In a Mouse Model of Type 2 Diabetes and Peripheral Artery Disease Modulation of MirR29a and ADAM12 Reduced Post -Ischemic Skeletal Muscle Injury Improved Perfusion Recovery and Skeletal Muscle Function

摘要

Diabetes Mellitus (DM) is a major risk factor for developing peripheral arterial disease (PAD) and individuals with DM have worse PAD outcomes but the molecular mechanisms involved are poorly understood. Previously, in a hind limb ischemia (HLI) model of PAD, we identified a disintegrin and metalloproteinase gene 12 (ADAM12) as a key genetic modifier of post-ischemic perfusion recovery. Moreover, we showed that expression of ADAM12 in mouse and human tissue is regulated by miR29a.
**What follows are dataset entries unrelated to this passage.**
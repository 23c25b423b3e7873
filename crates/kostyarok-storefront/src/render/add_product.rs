//! Listing form. The form is display-only and never submitted anywhere.

use kostyarok_commerce::catalog::CategoryId;

use super::html::icon;

pub fn render_add_product() -> String {
    let options: String = CategoryId::ALL
        .iter()
        .map(|c| format!(r#"<option value="{}">{}</option>"#, c.as_str(), c.display_name()))
        .collect();

    format!(
        r#"<section class="page add-product card neon-card" data-view="add">
    <h2 class="neon-glow">Выставить товар</h2>
    <form class="listing-form" onsubmit="return false">
        <label for="product-name">Название товара</label>
        <input id="product-name" placeholder="Паровой хронометр...">
        <label for="product-price">Цена (₽)</label>
        <input id="product-price" type="number" placeholder="1000">
        <label for="product-category">Категория</label>
        <select id="product-category"><option value="" disabled selected>Выберите категорию</option>{options}</select>
        <label for="product-desc">Описание</label>
        <textarea id="product-desc" rows="4" placeholder="Подробное описание вашего товара..."></textarea>
        <button type="submit" class="btn neon-border">{upload}Выставить товар</button>
    </form>
</section>"#,
        upload = icon("Upload"),
    )
}

#[cfg(test)]
mod tests {
    use super::*;

    #[test]
    fn test_category_options_exclude_all() {
        let html = render_add_product();
        assert_eq!(html.matches("<option value=\"").count(), 6);
        assert!(!html.contains(r#"value="all""#));
        assert!(html.contains("Двигатели"));
    }
}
In non-diabetic mice, miR29a expression is downregulated after HLI that allows increased expression of ADAM12. However, upon HLI in high fat diet feed (HFD) mice, a model of type 2 diabetes, miR29a expression remains elevated that prevents ADAM12 increase and results in poor reperfusion recovery, increased skeletal muscle injury and decreased muscle function. Hence, we hypothesized that inhibition of miR29a or augmenting ADAM12 would improve these functional outcomes.